Since 1606 bonfires have burned on November 5th to mark the failed Gunpowder Plot. On that night, throughout England, towns and villages hold torch-lit processions, light huge bonfires and fireworks and burn the effigies of Guy Fawkes that the children have made ( a kind of dummy that represents Fawkes). It is the closest Britain has to France’s Bastille Day or America’s Independence Day (July 4th).
Guido Fawkes (1570–1606), most commonly called Guy Fawkes, was a member of the group of Roman Catholic conspirators who attempted to carry out the Gunpowder Plot.
The conspirators had planned to assassinate King James Ist (James VI of Scotland) and all the members of both branches of the Parliament of England.
To do this, the House of Lords was to be blown up during the formal opening of the 1605 session of Parliament.
Guy Fawkes was responsible for the latter stages of the plan's execution. However, he was discovered before its completion. Following an interrogation, Fawkes and his co-conspirators were executed for treason.
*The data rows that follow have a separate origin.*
impl FileBinding {
    /// Bind `path` to `category` with default options and validate it.
    ///
    /// # Errors
    ///
    /// Returns the first failing check, in the order: `InvalidPath`,
    /// `DirectoryNotAllowed`, `MissingFile`, `EmptyFile`, `GzipMismatch`,
    /// `UnsupportedExtension`.
    pub fn new(path: impl Into<PathBuf>, category: FileCategory) -> Result<Self, BindingError> {
        Self::with_options(path, category, FileOptions::default())
    }

    /// Bind `path` to `category` with explicit options and validate it.
    ///
    /// # Errors
    ///
    /// Same taxonomy as [`FileBinding::new`].
    pub fn with_options(
        path: impl Into<PathBuf>,
        category: FileCategory,
        options: FileOptions,
    ) -> Result<Self, BindingError> {
        let path = path.into();
        if path.file_name().is_none() {
            return Err(BindingError::InvalidPath(path));
        }

        // Gzip-wrapper categories are gzipped by definition.
        let gzipped = options.gzipped || category.is_gzip_wrapper();

        let siblings = category
            .sibling_suffixes()
            .iter()
            .map(|suffix| with_suffix_appended(&path, suffix))
            .collect();

        let mut binding = Self {
            resolved_extension: resolve_extension(&path, gzipped),
            path,
            category,
            gzipped,
            possibly_empty: options.possibly_empty,
            siblings,
            state: ValidationState::Unvalidated,
        };

        binding.state = match binding.run_checks() {
            Ok(()) => ValidationState::Valid,
            Err(e) => ValidationState::Invalid(e),
        };

        match &binding.state {
            ValidationState::Invalid(e) => Err(e.clone()),
            _ => {
                debug!(
                    path = %binding.path.display(),
                    category = binding.category.tag(),
                    extension = %binding.resolved_extension,
                    "binding validated"
                );
                Ok(binding)
            }
        }
    }

    /// Return the memoized validation outcome.
    ///
    /// Validation ran at construction; repeated calls return the stored
    /// result without touching the filesystem again.
    ///
    /// # Errors
    ///
    /// Returns the stored failure for a binding constructed in an invalid
    /// state (not reachable through the public constructors).
    pub fn validate(&self) -> Result<(), BindingError> {
        match &self.state {
            ValidationState::Valid | ValidationState::Unvalidated => Ok(()),
            ValidationState::Invalid(e) => Err(e.clone()),
        }
    }

    fn run_checks(&self) -> Result<(), BindingError> {
        self.check_not_dir()?;
        self.check_exists()?;
        self.check_not_empty()?;
        self.check_gzip()?;
        self.check_extension()
    }

    fn check_not_dir(&self) -> Result<(), BindingError> {
        if self.path.is_dir() {
            return Err(BindingError::DirectoryNotAllowed(self.path.clone()));
        }
        Ok(())
    }

    fn check_exists(&self) -> Result<(), BindingError> {
        if !self.path.exists() {
            return Err(BindingError::MissingFile(self.path.clone()));
        }
        Ok(())
    }

    /// The primary path, and every sibling of a multi-file reference, must
    /// have contents.
    fn check_not_empty(&self) -> Result<(), BindingError> {
        if self.possibly_empty {
            debug!(path = %self.path.display(), "emptiness check skipped (possibly_empty)");
            return Ok(());
        }
        for path in std::iter::once(&self.path).chain(&self.siblings) {
            if !exists_and_nonempty(path) {
                return Err(BindingError::EmptyFile(path.clone()));
            }
        }
        Ok(())
    }

    /// The declared gzip flag must agree with the resolved extension. For
    /// gzip-wrapper categories the flag is forced on, so only the positive
    /// branch can apply.
    fn check_gzip(&self) -> Result<(), BindingError> {
        let consistent = if self.gzipped {
            self.resolved_extension.contains(".gz")
        } else {
            !self.resolved_extension.contains("gz")
        };
        if !consistent {
            return Err(BindingError::GzipMismatch {
                path: self.path.clone(),
                extension: self.resolved_extension.clone(),
            });
        }
        Ok(())
    }

    fn check_extension(&self) -> Result<(), BindingError> {
        if !self.category.accepts_extension(&self.resolved_extension) {
            return Err(BindingError::UnsupportedExtension {
                path: self.path.clone(),
                extension: self.resolved_extension.clone(),
                category: self.category,
            });
        }
        Ok(())
    }

    #[must_use]
    pub fn path(&self) -> &Path {
        &self.path
    }

    /// The final path component.
    #[must_use]
    pub fn name(&self) -> String {
        self.path
            .file_name()
            .map(|n| n.to_string_lossy().into_owned())
            .unwrap_or_default()
    }

    #[must_use]
    pub fn category(&self) -> FileCategory {
        self.category
    }

    #[must_use]
    pub fn gzipped(&self) -> bool {
        self.gzipped
    }

    #[must_use]
    pub fn possibly_empty(&self) -> bool {
        self.possibly_empty
    }

    /// The one- or two-segment suffix used for category matching,
    /// lowercased. `.fq.gz` for gzipped bindings, `.fq` otherwise.
    #[must_use]
    pub fn resolved_extension(&self) -> &str {
        &self.resolved_extension
    }

    /// Derived sibling paths of a multi-file reference. Empty for
    /// single-file categories.
    #[must_use]
    pub fn siblings(&self) -> &[PathBuf] {
        &self.siblings
    }
}

/// Bindings are identified by path alone; category and flags do not take
/// part in equality.
impl PartialEq for FileBinding {
    fn eq(&self, other: &Self) -> bool {
        self.path == other.path
    }
}

impl Eq for FileBinding {}

/// Resolve the extension used for category matching, before any membership
/// check runs.
///
/// Gzipped bindings resolve the last two suffix segments joined
/// (`sample.fq.gz` -> `.fq.gz`), everything else only the final segment.
/// The result is lowercased so later comparisons are plain string equality.
fn resolve_extension(path: &Path, gzipped: bool) -> String {
    let segments = suffix_segments(path);
    let extension: String = if gzipped {
        let start = segments.len().saturating_sub(2);
        segments[start..].concat()
    } else {
        segments.last().cloned().unwrap_or_default()
    };
    extension.to_lowercase()
}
In the United Kingdom, Newfoundland, Canada, New Zealand, South Africa and parts of the USA the Gunpowder Plot is commemorated annually on Guy Fawkes Night, also called Bonfire Night.
For some people it is a celebration of the plot's failure, for others it marks the loss of a folk hero.
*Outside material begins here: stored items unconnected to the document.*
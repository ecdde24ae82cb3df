//! Command-line interface for biofile-check.
//!
//! This module implements the CLI using clap. Available commands:
//!
//! - **check**: validate a group of files under one category
//! - **pair**: validate prefix-matched groups (e.g. R1/R2 read pairs)
//! - **categories**: list the file category table
//!
//! ## Usage
//!
//! ```text
//! # Validate a group of assemblies
//! biofile-check check --category fasta s1.fa s2.fa s3.fa
//!
//! # Gzipped reads
//! biofile-check check --category fastq --gzipped s1.fq.gz s2.fq.gz
//!
//! # Paired-end reads, one --group per mate list
//! biofile-check pair --category fastq \
//!     --group s1.R1.fastq,s2.R1.fastq \
//!     --group s1.R2.fastq,s2.R2.fastq
//!
//! # JSON output for scripting
//! biofile-check check --category bam aligned.bam --format json
//! ```

use clap::{Parser, Subcommand};

use crate::core::category::{FileCategory, ALL_CATEGORIES};

pub mod check;
pub mod pair;

#[derive(Parser)]
#[command(name = "biofile-check")]
#[command(author = "Fulcrum Genomics")]
#[command(version)]
#[command(about = "Validate references to bioinformatics files between pipeline steps")]
#[command(
    long_about = "biofile-check validates file references before they are handed to downstream analysis steps.\n\nIt catches wiring mistakes - wrong file type, wrong gzip state, mismatched sample sets - from filesystem metadata and filenames alone, without reading file contents."
)]
pub struct Cli {
    #[command(subcommand)]
    pub command: Commands,

    /// Enable verbose output
    #[arg(short, long, global = true)]
    pub verbose: bool,

    /// Output format
    #[arg(short, long, global = true, default_value = "text")]
    pub format: OutputFormat,
}

#[derive(Subcommand)]
pub enum Commands {
    /// Validate a group of files under one category
    Check(check::CheckArgs),

    /// Validate prefix-matched file groups
    Pair(pair::PairArgs),

    /// List the file category table
    Categories,
}

#[derive(Clone, Copy, Debug, clap::ValueEnum)]
pub enum OutputFormat {
    Text,
    Json,
}

/// clap value parser for `--category`.
///
/// # Errors
///
/// Lists the valid tags when the input matches none of them.
pub fn parse_category(tag: &str) -> Result<FileCategory, String> {
    FileCategory::from_tag(tag).ok_or_else(|| {
        let tags: Vec<&str> = ALL_CATEGORIES.iter().map(FileCategory::tag).collect();
        format!("unknown category '{tag}' (expected one of: {})", tags.join(", "))
    })
}

/// Print the category table.
pub fn run_categories(format: OutputFormat) -> anyhow::Result<()> {
    use crate::core::category::ExtensionRule;

    match format {
        OutputFormat::Json => {
            let rows: Vec<serde_json::Value> = ALL_CATEGORIES
                .iter()
                .map(|category| {
                    let extensions = match category.accepted_extensions() {
                        ExtensionRule::Any => serde_json::Value::Null,
                        ExtensionRule::OneOf(accepted) => serde_json::json!(accepted),
                    };
                    serde_json::json!({
                        "tag": category.tag(),
                        "extensions": extensions,
                        "gzip_wrapper": category.is_gzip_wrapper(),
                        "sibling_suffixes": category.sibling_suffixes(),
                    })
                })
                .collect();
            println!("{}", serde_json::to_string_pretty(&rows)?);
        }
        OutputFormat::Text => {
            for category in ALL_CATEGORIES {
                let extensions = match category.accepted_extensions() {
                    ExtensionRule::Any => "ANY".to_string(),
                    ExtensionRule::OneOf(accepted) => accepted.join(" "),
                };
                println!("{:<14} {extensions}", category.tag());
            }
        }
    }
    Ok(())
}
The conspirators were a group of former soldiers. Guy Fawkes is the most famous since he was placed in charge with executing due to his military and explosives experience. They bought a house next to Parliament. It had a cellar directly under the House of Lords. They had hidden 36 large barrels of gunpowder, which they had brought along the Thames by boat at night.
The idea was to fire the gunpowder and blow up Parliament, along with the king and all the members of the House of Lords and the House of Commons. The day chosen for the explosion was November 5th 1605, when the king was to open the new parliamentary session. Guy Fawkes stayed in the cellar to guard the gunpowder and to set the explosion.
But several of the conspirators were concerned about fellow Catholics who would have been present at parliament during the opening. One of the conspirators had written a letter of warning to Lord Monteagle, who received it on October 26th. The conspirators became aware of the letter the following day, but they resolved to continue the plot after Fawkes had confirmed that nothing had been touched in the cellar.
But Lord Monteagle had been suspicious and the letter was sent to the secretary of state. He then initiated a search of the vaults beneath the House of Lords. Of course, Fawkes was discovered and arrested during a raid on the cellar in the early morning of November 5th. He was tortured over the next few days. Eventually, he revealed the names of his co-conspirators. On January 31st, Fawkes, Wintour, and a number of others implicated in the conspiracy were taken to Old Palace Yard in Westminster, where they were hanged, drawn, and quartered. As was the customs, the plotters’ heads were displayed stuck on poles in London and their bodies were quartered and sent to the four corners of England for public display.